PROBLEM:
Where does the string "while" occur in the records below? Copy every line that holds it.

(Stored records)
*** Begin section ***

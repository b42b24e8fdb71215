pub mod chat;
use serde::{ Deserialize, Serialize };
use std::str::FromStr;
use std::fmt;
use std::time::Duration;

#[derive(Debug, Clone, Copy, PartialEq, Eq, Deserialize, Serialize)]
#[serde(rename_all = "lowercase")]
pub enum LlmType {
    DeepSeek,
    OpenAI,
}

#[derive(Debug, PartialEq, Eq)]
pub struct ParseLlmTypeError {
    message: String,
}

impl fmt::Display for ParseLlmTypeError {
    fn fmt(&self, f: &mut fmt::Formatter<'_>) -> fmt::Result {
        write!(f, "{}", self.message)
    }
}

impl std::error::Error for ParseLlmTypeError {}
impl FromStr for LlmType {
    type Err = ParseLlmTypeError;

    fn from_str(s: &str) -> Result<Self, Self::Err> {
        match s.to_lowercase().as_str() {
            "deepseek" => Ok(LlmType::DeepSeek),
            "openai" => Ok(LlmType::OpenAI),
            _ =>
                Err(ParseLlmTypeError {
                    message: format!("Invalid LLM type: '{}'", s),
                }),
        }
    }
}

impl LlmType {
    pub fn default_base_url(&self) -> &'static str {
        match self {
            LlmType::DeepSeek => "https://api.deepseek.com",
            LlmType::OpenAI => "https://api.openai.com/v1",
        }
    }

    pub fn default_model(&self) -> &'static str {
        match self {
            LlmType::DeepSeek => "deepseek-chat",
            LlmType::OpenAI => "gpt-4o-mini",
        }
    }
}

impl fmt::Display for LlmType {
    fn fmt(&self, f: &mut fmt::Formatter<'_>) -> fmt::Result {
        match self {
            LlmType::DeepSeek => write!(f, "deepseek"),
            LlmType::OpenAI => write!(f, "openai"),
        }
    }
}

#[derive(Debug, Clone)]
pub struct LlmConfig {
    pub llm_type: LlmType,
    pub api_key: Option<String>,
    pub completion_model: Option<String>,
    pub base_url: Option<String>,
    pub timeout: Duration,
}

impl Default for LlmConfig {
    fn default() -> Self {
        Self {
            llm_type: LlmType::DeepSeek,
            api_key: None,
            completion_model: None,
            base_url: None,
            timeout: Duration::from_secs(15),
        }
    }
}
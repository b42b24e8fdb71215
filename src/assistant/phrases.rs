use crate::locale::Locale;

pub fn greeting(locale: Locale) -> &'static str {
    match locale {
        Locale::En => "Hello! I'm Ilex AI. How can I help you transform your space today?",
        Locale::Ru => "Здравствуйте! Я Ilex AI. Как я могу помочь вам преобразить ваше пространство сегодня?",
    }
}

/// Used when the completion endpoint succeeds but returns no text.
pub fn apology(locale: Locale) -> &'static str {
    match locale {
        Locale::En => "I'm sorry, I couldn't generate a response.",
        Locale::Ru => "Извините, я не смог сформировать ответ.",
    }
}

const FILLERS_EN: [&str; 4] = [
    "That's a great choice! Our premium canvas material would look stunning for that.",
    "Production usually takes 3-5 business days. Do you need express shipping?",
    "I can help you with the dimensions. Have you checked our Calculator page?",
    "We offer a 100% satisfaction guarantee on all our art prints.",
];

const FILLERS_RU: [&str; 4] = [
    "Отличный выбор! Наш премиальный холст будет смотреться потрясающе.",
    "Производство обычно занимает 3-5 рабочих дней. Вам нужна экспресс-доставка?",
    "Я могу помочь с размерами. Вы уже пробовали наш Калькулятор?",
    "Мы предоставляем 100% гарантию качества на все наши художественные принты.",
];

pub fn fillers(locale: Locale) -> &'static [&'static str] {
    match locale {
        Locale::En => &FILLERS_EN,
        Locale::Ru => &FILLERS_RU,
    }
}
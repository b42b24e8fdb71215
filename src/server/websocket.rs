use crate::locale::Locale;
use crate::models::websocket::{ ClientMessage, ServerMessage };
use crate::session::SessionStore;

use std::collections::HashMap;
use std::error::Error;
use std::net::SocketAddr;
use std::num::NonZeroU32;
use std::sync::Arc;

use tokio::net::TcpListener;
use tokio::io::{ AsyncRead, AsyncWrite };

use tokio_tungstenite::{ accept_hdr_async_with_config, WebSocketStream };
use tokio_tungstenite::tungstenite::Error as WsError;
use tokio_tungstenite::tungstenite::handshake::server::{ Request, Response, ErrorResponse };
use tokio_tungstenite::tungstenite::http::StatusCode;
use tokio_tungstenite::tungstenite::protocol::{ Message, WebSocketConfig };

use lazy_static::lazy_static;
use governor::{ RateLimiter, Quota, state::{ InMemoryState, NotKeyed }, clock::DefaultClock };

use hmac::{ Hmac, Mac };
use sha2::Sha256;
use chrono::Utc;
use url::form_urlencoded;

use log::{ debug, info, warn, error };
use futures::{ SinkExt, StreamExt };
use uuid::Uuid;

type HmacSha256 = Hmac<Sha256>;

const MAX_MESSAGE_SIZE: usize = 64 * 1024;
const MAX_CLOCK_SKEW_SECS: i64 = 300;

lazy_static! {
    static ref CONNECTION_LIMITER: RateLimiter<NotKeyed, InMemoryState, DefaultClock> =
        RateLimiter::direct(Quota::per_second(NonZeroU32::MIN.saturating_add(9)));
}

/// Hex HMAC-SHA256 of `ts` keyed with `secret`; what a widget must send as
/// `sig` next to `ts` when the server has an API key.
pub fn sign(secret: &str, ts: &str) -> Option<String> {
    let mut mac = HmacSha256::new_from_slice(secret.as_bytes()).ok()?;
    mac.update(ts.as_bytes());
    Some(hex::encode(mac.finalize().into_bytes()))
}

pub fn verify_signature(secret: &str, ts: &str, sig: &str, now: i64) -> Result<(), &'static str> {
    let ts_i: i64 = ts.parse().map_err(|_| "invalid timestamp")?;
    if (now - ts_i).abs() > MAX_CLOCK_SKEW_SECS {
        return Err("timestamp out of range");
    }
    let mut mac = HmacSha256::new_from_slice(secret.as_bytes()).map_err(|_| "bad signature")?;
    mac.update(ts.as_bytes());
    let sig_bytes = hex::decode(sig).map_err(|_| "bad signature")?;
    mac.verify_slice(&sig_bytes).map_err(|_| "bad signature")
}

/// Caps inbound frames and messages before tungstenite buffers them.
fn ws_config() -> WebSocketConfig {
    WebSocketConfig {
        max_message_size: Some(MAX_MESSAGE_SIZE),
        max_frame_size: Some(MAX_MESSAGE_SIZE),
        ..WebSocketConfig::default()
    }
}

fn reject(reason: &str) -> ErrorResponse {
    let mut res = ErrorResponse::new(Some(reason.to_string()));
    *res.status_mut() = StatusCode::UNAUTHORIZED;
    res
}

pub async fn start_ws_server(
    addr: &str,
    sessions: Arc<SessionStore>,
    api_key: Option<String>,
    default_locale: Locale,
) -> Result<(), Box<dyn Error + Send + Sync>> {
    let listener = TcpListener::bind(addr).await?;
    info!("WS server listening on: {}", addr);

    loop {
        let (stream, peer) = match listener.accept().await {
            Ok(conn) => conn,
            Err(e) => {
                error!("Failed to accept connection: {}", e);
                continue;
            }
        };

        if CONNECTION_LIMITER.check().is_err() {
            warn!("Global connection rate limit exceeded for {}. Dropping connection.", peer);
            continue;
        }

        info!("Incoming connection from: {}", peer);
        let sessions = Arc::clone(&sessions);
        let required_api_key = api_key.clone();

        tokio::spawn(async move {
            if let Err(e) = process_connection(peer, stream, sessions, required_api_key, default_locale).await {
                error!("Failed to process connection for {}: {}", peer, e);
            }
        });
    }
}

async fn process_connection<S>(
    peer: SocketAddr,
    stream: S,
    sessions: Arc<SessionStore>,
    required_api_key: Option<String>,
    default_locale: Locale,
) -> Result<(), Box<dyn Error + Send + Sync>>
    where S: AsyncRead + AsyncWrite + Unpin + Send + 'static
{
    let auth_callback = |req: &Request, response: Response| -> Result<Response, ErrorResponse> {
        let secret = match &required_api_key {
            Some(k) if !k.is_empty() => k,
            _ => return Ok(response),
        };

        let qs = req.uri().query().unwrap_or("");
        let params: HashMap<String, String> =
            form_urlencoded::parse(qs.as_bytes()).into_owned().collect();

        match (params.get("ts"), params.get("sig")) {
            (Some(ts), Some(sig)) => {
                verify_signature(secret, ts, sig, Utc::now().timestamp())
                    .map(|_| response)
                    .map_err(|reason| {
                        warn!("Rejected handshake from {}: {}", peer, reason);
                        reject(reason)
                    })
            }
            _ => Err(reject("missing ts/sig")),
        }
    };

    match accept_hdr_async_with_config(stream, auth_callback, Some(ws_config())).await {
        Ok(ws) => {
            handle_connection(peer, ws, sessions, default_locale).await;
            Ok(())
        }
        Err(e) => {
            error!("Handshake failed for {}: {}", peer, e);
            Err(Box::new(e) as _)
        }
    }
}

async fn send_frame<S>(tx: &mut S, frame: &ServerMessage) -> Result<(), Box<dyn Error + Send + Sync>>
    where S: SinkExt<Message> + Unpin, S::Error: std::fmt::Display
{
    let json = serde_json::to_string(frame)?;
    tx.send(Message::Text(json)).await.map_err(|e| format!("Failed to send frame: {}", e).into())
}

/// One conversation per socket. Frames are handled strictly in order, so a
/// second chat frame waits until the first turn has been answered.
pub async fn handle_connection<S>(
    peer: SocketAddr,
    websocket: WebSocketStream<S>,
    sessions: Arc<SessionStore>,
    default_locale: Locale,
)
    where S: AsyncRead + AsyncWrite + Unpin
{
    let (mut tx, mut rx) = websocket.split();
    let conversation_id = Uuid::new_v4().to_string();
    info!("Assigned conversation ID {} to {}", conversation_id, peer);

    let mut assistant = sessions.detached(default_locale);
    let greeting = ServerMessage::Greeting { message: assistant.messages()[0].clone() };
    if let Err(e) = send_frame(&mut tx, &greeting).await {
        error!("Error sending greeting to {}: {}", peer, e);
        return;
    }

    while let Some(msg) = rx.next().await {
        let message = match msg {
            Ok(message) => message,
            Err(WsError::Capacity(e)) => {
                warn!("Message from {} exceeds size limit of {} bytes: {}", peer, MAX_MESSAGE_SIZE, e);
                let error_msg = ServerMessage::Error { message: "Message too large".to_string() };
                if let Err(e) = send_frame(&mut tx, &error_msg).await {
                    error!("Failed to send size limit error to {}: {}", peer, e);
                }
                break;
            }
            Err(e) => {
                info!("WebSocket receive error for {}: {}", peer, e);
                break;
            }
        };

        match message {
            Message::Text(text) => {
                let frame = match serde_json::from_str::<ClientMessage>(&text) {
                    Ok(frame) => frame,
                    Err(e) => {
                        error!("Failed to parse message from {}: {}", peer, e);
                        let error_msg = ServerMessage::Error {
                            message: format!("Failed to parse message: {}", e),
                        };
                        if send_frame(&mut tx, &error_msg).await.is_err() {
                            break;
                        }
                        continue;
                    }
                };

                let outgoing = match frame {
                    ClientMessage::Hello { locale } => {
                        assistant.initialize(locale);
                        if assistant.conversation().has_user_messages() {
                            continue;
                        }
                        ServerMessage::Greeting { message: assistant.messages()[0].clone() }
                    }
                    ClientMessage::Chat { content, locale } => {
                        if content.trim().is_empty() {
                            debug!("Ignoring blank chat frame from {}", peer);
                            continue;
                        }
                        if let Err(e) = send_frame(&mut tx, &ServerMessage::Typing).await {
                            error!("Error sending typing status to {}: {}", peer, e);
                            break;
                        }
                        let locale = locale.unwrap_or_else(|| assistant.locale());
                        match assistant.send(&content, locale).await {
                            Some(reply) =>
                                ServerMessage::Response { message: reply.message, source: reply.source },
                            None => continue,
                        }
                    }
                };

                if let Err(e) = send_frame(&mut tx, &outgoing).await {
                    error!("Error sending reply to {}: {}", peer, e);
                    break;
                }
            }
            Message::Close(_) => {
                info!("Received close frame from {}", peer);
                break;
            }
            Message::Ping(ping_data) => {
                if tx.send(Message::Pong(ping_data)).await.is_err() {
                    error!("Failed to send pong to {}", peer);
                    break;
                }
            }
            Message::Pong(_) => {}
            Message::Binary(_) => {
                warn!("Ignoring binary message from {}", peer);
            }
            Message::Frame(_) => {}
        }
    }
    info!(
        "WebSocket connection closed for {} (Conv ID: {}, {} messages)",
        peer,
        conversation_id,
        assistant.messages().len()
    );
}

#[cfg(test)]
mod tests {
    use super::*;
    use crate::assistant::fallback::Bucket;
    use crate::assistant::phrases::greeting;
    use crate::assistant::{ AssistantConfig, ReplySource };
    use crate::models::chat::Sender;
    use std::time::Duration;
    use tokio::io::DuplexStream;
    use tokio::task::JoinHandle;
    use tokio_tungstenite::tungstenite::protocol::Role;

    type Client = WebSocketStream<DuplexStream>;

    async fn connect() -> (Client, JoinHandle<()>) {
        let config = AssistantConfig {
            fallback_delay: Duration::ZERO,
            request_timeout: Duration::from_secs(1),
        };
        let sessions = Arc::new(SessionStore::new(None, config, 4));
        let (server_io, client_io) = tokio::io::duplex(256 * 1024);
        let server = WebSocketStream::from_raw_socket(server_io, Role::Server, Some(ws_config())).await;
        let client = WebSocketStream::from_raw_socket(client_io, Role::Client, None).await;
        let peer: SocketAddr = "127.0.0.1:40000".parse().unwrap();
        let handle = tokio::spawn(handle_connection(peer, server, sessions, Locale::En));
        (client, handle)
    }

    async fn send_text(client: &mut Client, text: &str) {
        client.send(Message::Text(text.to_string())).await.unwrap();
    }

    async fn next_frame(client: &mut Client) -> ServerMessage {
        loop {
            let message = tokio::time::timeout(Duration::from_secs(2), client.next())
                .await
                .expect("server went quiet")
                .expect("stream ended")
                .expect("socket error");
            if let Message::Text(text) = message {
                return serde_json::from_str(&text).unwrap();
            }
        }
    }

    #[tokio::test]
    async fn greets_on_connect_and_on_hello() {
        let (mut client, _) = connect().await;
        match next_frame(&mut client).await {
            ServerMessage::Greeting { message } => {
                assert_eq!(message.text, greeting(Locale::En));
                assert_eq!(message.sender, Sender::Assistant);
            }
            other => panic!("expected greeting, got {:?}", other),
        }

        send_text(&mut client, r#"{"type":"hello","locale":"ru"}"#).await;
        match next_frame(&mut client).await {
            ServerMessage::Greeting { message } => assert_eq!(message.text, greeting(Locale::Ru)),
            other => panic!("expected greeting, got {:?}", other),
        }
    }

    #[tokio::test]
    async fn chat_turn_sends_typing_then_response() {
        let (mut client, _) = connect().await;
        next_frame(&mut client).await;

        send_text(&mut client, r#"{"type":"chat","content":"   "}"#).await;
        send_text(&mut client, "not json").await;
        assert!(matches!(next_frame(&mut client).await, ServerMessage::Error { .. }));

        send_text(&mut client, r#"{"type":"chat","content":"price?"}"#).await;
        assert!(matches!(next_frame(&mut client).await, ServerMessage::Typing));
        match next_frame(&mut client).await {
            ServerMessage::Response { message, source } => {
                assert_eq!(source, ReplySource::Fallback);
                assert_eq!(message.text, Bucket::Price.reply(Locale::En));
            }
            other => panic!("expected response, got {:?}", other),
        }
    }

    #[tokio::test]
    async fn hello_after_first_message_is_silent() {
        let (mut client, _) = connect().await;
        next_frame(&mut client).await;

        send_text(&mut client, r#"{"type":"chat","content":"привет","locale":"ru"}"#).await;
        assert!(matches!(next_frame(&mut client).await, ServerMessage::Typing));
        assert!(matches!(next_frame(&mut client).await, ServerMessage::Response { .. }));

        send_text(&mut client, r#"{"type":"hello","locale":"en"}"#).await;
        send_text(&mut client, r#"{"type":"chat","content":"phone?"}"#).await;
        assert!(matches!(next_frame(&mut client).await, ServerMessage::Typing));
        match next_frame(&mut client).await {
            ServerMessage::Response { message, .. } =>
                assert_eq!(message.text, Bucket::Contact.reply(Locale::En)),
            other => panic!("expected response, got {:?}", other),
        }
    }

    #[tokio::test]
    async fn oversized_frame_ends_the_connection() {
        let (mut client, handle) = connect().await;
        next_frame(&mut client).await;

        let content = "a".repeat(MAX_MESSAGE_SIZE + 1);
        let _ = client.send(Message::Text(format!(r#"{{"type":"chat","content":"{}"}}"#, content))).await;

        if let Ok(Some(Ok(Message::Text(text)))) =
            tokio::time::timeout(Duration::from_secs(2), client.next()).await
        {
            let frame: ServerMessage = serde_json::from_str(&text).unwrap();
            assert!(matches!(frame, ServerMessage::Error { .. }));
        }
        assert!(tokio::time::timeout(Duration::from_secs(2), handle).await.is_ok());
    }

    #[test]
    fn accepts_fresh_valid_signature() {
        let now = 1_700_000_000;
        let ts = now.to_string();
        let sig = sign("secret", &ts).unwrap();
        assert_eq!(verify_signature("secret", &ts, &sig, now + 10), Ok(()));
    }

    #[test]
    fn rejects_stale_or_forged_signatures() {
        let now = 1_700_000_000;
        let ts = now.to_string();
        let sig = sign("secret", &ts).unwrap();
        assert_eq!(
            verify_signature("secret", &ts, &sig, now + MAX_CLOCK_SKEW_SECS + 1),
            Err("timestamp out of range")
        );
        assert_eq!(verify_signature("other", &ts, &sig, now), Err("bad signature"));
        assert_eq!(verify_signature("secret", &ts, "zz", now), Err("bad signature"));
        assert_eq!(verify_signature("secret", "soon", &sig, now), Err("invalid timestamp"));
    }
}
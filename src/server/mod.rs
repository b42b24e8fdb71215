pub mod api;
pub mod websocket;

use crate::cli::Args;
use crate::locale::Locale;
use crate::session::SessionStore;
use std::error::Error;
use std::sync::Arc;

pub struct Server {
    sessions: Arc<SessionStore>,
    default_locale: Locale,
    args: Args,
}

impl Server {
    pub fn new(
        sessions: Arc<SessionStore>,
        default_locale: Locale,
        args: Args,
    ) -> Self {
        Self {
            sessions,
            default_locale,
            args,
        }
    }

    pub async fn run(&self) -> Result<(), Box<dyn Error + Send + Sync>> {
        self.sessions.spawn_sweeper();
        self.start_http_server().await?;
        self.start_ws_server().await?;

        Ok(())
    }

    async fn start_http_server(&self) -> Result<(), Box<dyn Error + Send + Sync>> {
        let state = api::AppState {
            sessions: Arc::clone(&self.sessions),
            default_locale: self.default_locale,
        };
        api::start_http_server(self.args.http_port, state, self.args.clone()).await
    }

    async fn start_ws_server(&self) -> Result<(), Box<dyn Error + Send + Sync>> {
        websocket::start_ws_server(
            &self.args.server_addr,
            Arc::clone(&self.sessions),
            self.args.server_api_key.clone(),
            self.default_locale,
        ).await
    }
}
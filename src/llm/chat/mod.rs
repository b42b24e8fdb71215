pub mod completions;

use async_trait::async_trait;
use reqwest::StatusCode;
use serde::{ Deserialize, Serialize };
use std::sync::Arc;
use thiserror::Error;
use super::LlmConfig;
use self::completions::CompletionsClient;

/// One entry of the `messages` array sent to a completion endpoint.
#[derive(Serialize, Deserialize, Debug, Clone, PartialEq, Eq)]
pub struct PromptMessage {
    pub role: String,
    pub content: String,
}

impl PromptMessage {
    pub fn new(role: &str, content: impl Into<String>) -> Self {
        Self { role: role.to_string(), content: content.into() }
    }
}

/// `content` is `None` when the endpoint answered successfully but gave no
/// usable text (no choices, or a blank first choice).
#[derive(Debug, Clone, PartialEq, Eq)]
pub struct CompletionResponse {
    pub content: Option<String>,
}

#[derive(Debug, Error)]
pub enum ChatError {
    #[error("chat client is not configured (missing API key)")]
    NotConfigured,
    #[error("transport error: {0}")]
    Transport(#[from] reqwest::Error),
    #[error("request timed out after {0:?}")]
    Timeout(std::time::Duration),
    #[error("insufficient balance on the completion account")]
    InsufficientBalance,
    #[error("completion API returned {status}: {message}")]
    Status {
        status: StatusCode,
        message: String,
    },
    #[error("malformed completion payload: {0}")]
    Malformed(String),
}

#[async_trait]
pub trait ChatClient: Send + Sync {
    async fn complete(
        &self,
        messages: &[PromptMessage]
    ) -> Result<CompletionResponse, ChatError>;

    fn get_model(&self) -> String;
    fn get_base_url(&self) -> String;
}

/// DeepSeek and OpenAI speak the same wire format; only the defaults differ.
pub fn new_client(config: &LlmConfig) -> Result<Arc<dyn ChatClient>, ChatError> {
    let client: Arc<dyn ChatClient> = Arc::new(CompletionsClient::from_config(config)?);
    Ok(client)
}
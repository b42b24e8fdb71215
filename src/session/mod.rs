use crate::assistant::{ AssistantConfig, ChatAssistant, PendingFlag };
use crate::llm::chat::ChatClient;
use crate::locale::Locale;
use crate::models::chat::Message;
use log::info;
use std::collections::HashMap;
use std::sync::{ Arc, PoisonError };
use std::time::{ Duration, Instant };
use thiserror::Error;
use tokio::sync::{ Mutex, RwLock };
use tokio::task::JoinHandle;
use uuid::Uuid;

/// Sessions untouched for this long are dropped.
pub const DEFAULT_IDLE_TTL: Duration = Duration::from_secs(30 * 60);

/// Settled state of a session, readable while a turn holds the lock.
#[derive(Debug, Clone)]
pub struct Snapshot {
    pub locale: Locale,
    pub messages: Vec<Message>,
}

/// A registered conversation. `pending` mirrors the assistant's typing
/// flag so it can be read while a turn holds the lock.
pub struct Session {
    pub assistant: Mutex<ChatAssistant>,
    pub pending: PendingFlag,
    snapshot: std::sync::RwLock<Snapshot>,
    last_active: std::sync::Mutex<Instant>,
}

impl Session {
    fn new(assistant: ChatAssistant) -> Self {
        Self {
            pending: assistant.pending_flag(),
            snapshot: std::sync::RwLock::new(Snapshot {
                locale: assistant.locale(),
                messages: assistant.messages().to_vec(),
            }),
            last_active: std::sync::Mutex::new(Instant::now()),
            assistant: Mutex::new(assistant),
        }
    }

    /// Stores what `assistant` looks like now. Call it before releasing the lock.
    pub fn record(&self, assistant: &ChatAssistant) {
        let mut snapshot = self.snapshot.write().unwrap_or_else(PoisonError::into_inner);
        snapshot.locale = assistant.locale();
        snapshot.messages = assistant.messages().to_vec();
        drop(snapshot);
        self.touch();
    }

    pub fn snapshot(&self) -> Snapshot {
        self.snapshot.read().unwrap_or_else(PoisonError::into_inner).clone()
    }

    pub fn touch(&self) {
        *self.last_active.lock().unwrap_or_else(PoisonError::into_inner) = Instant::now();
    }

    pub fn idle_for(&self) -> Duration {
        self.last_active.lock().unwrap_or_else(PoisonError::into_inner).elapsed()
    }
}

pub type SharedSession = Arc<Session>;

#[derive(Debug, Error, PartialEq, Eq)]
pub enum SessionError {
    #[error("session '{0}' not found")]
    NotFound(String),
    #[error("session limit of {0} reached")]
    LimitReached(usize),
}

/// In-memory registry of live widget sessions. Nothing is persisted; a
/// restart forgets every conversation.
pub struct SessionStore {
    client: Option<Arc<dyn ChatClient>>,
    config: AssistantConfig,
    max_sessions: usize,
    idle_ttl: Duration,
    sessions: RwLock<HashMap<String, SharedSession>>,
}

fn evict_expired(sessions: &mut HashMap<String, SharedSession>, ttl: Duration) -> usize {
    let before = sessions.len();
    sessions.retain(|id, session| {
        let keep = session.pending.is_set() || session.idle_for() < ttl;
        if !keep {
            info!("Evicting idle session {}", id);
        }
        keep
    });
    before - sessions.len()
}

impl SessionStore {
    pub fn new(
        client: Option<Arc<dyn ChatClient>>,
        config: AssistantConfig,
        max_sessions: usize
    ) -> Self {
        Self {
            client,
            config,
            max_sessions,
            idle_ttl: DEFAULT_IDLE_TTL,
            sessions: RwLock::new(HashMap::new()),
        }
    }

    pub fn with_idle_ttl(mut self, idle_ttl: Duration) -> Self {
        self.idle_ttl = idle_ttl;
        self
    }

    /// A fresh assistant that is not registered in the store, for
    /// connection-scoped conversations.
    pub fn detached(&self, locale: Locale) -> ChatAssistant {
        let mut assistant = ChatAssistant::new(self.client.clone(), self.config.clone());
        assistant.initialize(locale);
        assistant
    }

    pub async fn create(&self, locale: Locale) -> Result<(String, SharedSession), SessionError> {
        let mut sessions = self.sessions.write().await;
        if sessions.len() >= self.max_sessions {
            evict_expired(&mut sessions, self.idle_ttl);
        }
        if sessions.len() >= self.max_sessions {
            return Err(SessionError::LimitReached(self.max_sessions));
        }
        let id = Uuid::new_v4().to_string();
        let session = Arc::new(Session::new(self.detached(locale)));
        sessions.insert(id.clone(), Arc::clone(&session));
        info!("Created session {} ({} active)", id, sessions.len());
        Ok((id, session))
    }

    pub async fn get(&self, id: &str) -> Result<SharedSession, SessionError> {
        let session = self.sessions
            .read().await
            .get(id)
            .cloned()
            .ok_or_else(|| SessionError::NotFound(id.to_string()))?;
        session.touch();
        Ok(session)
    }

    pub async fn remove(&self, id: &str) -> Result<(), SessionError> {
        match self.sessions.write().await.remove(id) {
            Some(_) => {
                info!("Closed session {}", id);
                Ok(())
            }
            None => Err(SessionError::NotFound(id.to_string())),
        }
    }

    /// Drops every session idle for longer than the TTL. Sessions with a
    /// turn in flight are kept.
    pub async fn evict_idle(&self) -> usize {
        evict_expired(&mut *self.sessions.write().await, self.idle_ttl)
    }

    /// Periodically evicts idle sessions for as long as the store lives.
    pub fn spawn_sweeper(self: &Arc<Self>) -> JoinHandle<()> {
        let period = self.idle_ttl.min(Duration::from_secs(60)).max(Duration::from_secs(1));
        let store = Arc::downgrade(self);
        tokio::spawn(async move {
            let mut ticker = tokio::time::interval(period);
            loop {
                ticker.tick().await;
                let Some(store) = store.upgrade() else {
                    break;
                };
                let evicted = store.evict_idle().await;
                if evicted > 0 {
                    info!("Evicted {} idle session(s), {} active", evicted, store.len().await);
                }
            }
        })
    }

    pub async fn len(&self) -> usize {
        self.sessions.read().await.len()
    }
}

*** End section ***

SOLUTION TO THE EXERCISE:
    while let Some(msg) = rx.next().await {
/// Settled state of a session, readable while a turn holds the lock.
/// flag so it can be read while a turn holds the lock.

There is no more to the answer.